> **TASK TO CARRY OUT**: Each line of the data that mentions the string "orchestration" needs to be identified and copied.

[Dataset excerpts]

------------------------------

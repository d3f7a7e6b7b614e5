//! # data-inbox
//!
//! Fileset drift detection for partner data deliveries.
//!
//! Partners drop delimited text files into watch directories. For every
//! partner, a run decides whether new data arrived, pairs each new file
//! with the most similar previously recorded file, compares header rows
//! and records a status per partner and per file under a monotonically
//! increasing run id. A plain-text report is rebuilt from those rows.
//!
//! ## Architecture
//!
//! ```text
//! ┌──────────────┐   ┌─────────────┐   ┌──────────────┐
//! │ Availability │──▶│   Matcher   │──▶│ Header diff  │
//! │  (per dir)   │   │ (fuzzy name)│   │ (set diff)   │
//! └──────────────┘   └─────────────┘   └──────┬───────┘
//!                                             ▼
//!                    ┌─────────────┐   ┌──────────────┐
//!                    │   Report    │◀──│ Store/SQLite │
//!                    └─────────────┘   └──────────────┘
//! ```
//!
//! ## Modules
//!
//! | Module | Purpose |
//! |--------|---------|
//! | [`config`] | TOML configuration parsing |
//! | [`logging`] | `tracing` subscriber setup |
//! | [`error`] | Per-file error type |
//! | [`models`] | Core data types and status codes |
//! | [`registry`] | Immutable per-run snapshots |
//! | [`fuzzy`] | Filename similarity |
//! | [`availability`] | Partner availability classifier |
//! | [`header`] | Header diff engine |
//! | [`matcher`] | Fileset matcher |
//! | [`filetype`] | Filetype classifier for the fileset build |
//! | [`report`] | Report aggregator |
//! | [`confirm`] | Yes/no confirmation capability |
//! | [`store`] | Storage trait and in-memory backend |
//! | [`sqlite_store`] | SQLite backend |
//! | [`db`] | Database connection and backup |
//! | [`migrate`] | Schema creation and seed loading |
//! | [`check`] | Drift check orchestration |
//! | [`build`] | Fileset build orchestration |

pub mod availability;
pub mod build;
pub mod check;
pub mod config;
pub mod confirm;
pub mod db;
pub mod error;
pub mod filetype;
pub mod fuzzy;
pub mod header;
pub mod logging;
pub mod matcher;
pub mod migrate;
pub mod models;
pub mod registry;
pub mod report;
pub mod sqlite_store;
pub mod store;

------------------------------

> **TASK RESPONSE**:
//! | [`check`] | Drift check orchestration |
//! | [`build`] | Fileset build orchestration |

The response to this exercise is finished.